Selasa, 05 November 2013

Twitter IPO not worth all the hype: CNBC


Analysts and investors alike have zeroed in on Twitter's user growth and engagement, key metrics for a not-yet-profitable company whose entire pitch is based on potential future earnings.


Regulatory filings show the number of monthly active users on the site is still growing-up 39 percent in the third quarter from the prior year-albeit at a slower rate. And advertising on Twitter-which represents 89 percent of the company's revenue as of September-still relies upon users interacting with promoted content.


But more than half of Twitter users, the poll shows, don't engage on Twitter, they just read, or 'lurk.'


'We view Twitter's advertising solutions as somewhat unproven,' wrote Scott Kessler, an analyst at S&P Capital, in a recent research report, where he also cautioned the company could harm the user experience by flooding its site with promotions.

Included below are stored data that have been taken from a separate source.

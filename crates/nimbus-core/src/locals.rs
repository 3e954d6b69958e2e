//! Ambient values read during composition and paint: theme colors, screen
//! density and the user's text scale.
//!
//! `with_theme`, `with_density` and `with_text_scale` override one value
//! for the duration of a closure; the previous value comes back when it
//! returns or unwinds.

use std::cell::Cell;

use crate::Color;

#[derive(Clone, Copy, Debug, PartialEq)]
pub struct Theme {
    /// Window clear color.
    pub background: Color,
    pub surface: Color,
    pub on_surface: Color,
    /// Accent for text buttons.
    pub primary: Color,
    /// Focus rings and caret.
    pub focus: Color,
    pub button_bg: Color,
    pub button_bg_pressed: Color,
    pub field_bg: Color,
    pub on_field: Color,
    /// Resting and floating label color of text fields.
    pub field_label: Color,
    pub selection: Color,
    pub toast_bg: Color,
    pub on_toast: Color,
}

impl Default for Theme {
    fn default() -> Self {
        let accent = Color::from_hex("#6200EE");
        Self {
            background: Color::from_hex("#121212"),
            surface: Color::from_hex("#1E1E1E"),
            on_surface: Color::from_hex("#DDDDDD"),
            primary: accent,
            focus: accent,
            button_bg: accent,
            button_bg_pressed: Color::from_hex("#3700B3"),
            field_bg: Color::WHITE,
            on_field: Color::from_hex("#212121"),
            field_label: Color::from_hex("#757575"),
            selection: Color::from_hex("#3B7BFF55"),
            toast_bg: Color::from_hex("#323232E6"),
            on_toast: Color::WHITE,
        }
    }
}

/// Physical pixels per dp.
#[derive(Clone, Copy, Debug, PartialEq)]
pub struct Density {
    pub scale: f32,
}

impl Default for Density {
    fn default() -> Self {
        Self { scale: 1.0 }
    }
}

/// Extra multiplier applied to font sizes only.
#[derive(Clone, Copy, Debug, PartialEq)]
pub struct TextScale(pub f32);

impl Default for TextScale {
    fn default() -> Self {
        Self(1.0)
    }
}

/// A length in density-independent pixels.
#[derive(Clone, Copy, Debug, PartialEq)]
pub struct Dp(pub f32);

impl Dp {
    pub fn to_px(self) -> f32 {
        self.0 * density().scale
    }
}

pub fn dp_to_px(dp: f32) -> f32 {
    Dp(dp).to_px()
}

#[derive(Clone, Copy, Default)]
struct Locals {
    theme: Theme,
    density: Density,
    text_scale: TextScale,
}

thread_local! {
    static CURRENT: Cell<Option<Locals>> = const { Cell::new(None) };
}

fn current() -> Locals {
    CURRENT.with(|c| c.get()).unwrap_or_default()
}

fn provide<R>(change: impl FnOnce(&mut Locals), f: impl FnOnce() -> R) -> R {
    struct Restore(Option<Locals>);
    impl Drop for Restore {
        fn drop(&mut self) {
            CURRENT.with(|c| c.set(self.0));
        }
    }

    let mut next = current();
    change(&mut next);
    let _restore = Restore(CURRENT.with(|c| c.replace(Some(next))));
    f()
}

pub fn with_theme<R>(theme: Theme, f: impl FnOnce() -> R) -> R {
    provide(|l| l.theme = theme, f)
}

pub fn with_density<R>(density: Density, f: impl FnOnce() -> R) -> R {
    provide(|l| l.density = density, f)
}

pub fn with_text_scale<R>(ts: TextScale, f: impl FnOnce() -> R) -> R {
    provide(|l| l.text_scale = ts, f)
}

pub fn theme() -> Theme {
    current().theme
}

pub fn density() -> Density {
    current().density
}

pub fn text_scale() -> TextScale {
    current().text_scale
}

#[cfg(test)]
mod tests {
    use super::*;

    #[test]
    fn nested_overrides_unwind_in_order() {
        with_density(Density { scale: 2.0 }, || {
            assert_eq!(dp_to_px(10.0), 20.0);
            with_text_scale(TextScale(1.5), || {
                assert_eq!(density().scale, 2.0);
                assert_eq!(text_scale().0, 1.5);
            });
            assert_eq!(text_scale().0, 1.0);
        });
        assert_eq!(dp_to_px(10.0), 10.0);
    }
}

Potential investors appear still skeptical on the sustainability of the broader social media industry, where many companies with scant earnings continue to fetch strikingly high valuations.

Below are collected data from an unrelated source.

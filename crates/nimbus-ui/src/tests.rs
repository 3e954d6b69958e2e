use super::*;
use std::sync::Arc;

fn paint(root: &View, states: &mut TextFieldStates, fm: &FocusManager) -> (Scene, Vec<HitRegion>, Vec<SemNode>) {
    layout_and_paint(root, (400, 800), states, &Interactions::default(), fm)
}

fn form(user: &str, pass: &str, requester: Option<FocusRequester>) -> View {
    let mut pw = TextField("password", pass, Modifier::new().fill_max_width(), |_| {})
        .visual_transformation(VisualTransformation::password());
    if let Some(r) = requester {
        pw.modifier = pw.modifier.focus_requester(r);
    }
    Column(Modifier::new().fill_max_size().padding(24.0).gap(16.0)).child((
        TextField("username", user, Modifier::new().fill_max_width(), |_| {}),
        pw,
        Button("SIGN IN", || {}).modifier(Modifier::new().fill_max_width()),
    ))
}

#[test]
fn semantics_outline_masks_password() {
    let mut states = TextFieldStates::new();
    let (_, _, sems) = paint(&form("alice", "secret", None), &mut states, &FocusManager::new());
    let outline = sems
        .iter()
        .map(|s| format!("{:?} {:?} {:?}", s.role, s.label, s.value))
        .collect::<Vec<_>>()
        .join("\n");
    insta::assert_snapshot!(outline, @r###"
    TextField Some("username") Some("alice")
    TextField Some("password") Some("••••••")
    Button Some("SIGN IN") None
    "###);
}

#[test]
fn focus_chain_follows_tree_order() {
    let mut states = TextFieldStates::new();
    let (_, hits, _) = paint(&form("", "", None), &mut states, &FocusManager::new());
    let focusable: Vec<_> = hits.iter().filter(|h| h.focusable).collect();
    assert_eq!(focusable.len(), 3);
    assert_eq!(focusable[0].ime_action, ImeAction::Default);
    assert!(focusable[0].is_text_field());
    assert!(focusable[1].is_text_field());
    assert!(focusable[2].on_click.is_some());
    assert!(focusable[0].rect.y < focusable[1].rect.y);
}

#[test]
fn requester_binds_to_its_field() {
    let fm = FocusManager::new();
    let r = FocusRequester::new();
    let mut states = TextFieldStates::new();
    let (_, hits, sems) = paint(&form("", "", Some(r.clone())), &mut states, &fm);

    let pw = sems
        .iter()
        .find(|s| s.label.as_deref() == Some("password"))
        .unwrap();
    assert_eq!(r.target(), Some(pw.id));
    assert!(r.request_focus());
    assert_eq!(fm.focused(), Some(pw.id));
    assert!(hits.iter().any(|h| h.id == pw.id && h.transformation != VisualTransformation::None));
}

#[test]
fn field_state_follows_composed_value() {
    let mut states = TextFieldStates::new();
    let fm = FocusManager::new();
    paint(&form("al", "", None), &mut states, &fm);
    assert_eq!(states.len(), 2);
    let texts: Vec<String> = {
        let mut v: Vec<_> = states.values().map(|s| s.borrow().text.clone()).collect();
        v.sort();
        v
    };
    assert_eq!(texts, vec!["".to_string(), "al".to_string()]);

    paint(&form("alice", "", None), &mut states, &fm);
    assert!(states.values().any(|s| {
        let s = s.borrow();
        s.text == "alice" && s.selection == (5..5)
    }));

    // Fields that leave the tree lose their state.
    paint(&Column(Modifier::new()), &mut states, &fm);
    assert!(states.is_empty());
}

#[test]
fn control_characters_in_value_do_not_reset_the_caret() {
    let mut states = TextFieldStates::new();
    let fm = FocusManager::new();
    paint(&form("al\nice", "", None), &mut states, &fm);
    let user = states
        .values()
        .find(|s| s.borrow().text == "alice")
        .unwrap()
        .clone();
    user.borrow_mut().move_home(false);

    paint(&form("al\nice", "", None), &mut states, &fm);
    assert_eq!(user.borrow().text, "alice");
    assert_eq!(user.borrow().selection, 0..0);
}

#[test]
fn empty_fields_show_resting_labels() {
    let mut states = TextFieldStates::new();
    let (scene, _, sems) = paint(&form("", "", None), &mut states, &FocusManager::new());
    assert!(sems.iter().filter(|s| s.role == Role::TextField).all(|s| s.value.as_deref() == Some("")));
    let labels: Vec<_> = scene
        .nodes
        .iter()
        .filter_map(|n| match n {
            SceneNode::Text { text, size, .. } => Some((text.clone(), *size)),
            _ => None,
        })
        .collect();
    assert!(labels.contains(&("username".to_string(), 16.0)));
    assert!(labels.contains(&("password".to_string(), 16.0)));
}

#[test]
fn stack_layers_share_the_frame() {
    let pixels: Arc<[u8]> = Arc::from(vec![255u8; 4 * 4 * 2]);
    let handle = insert_image(4, 2, pixels);
    let root = Surface(
        Modifier::new().fill_max_size(),
        Stack(Modifier::new().fill_max_size()).child((
            Image(Modifier::new().fill_max_size(), handle).image_fit(ImageFit::Cover),
            Box(Modifier::new().fill_max_size().semantics(Semantics::new(Role::Container).label("content"))),
        )),
    );
    let mut states = TextFieldStates::new();
    let (scene, hits, sems) = paint(&root, &mut states, &FocusManager::new());

    let img = scene.nodes.iter().find_map(|n| match n {
        SceneNode::Image { rect, uv, .. } => Some((*rect, *uv)),
        _ => None,
    });
    let (rect, uv) = img.expect("image node");
    assert_eq!(rect, Rect::new(0.0, 0.0, 400.0, 800.0));
    // 2:1 source into a 1:2 frame keeps the middle quarter horizontally
    assert!((uv[0] - 0.375).abs() < 1e-4 && (uv[2] - 0.625).abs() < 1e-4);
    assert!(hits.is_empty());

    let content = sems.iter().find(|s| s.label.as_deref() == Some("content")).unwrap();
    assert_eq!(content.rect, Rect::new(0.0, 0.0, 400.0, 800.0));
    if let Some(h) = handle {
        remove_image(h);
    }
}

#[test]
fn missing_image_draws_nothing() {
    let root = Image(Modifier::new().size(80.0, 80.0), None);
    let mut states = TextFieldStates::new();
    let (scene, _, _) = paint(&root, &mut states, &FocusManager::new());
    assert!(!scene.nodes.iter().any(|n| matches!(n, SceneNode::Image { .. })));
}

#[test]
fn active_toast_is_painted_last() {
    toast::reset();
    set_frame_time(Instant::now());
    toast::Toast::make_text("Something went wrong", toast::ToastDuration::Short).show();
    let mut states = TextFieldStates::new();
    let (scene, _, _) = paint(&Column(Modifier::new()), &mut states, &FocusManager::new());
    let last_text = scene.nodes.iter().rev().find_map(|n| match n {
        SceneNode::Text { text, .. } => Some(text.clone()),
        _ => None,
    });
    assert_eq!(last_text.as_deref(), Some("Something went wrong"));
    toast::reset();
}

Twitter on Monday raised the range in which it would price its offering to $23 to $25 a share, up from a previously disclosed range of $17 to $20 a share. At the high end of the new range, Twitter would raise as much as $1.75 billion and be valued as high as $13.6 billion.


Only 35 percent of the poll's respondents said that it is 'extremely likely' that Twitter will be successful in the next five years. The sentiment is similar for other relatively early-stage social media platforms like Pinterest and Instagram, with less than half of Americans seeing success for those companies by 2018.


Still, an October fundraising round reported by AllThingsD valued Pinterest at $3.8 billion, and Instagram inked a $1 billion deal to sell itself to Facebook in 2012. Forthcoming fundraising for Snapchat, a popular service that allows users to send messages that self-destruct, reportedly values the company at up to $4 billion. None of the companies mentioned has been profitable.


Beyond being skeptical of its viability as a public company, respondents also don't view Twitter itself as favorably as its competitors.


( Read more: Twitter's sexy IPO is a trap: Trader)


The survey shows just 19 percent of respondents with a favorable impression, compared to 47 percent with a favorable impression of Facebook. (And more investors had faith in Facebook as a public company, too: 54 percent of active investors say it will be successful in five years. And 54 percent of respondents at its 2012 IPO said it would be a good investment. The stock is up more than 30 percent since then.)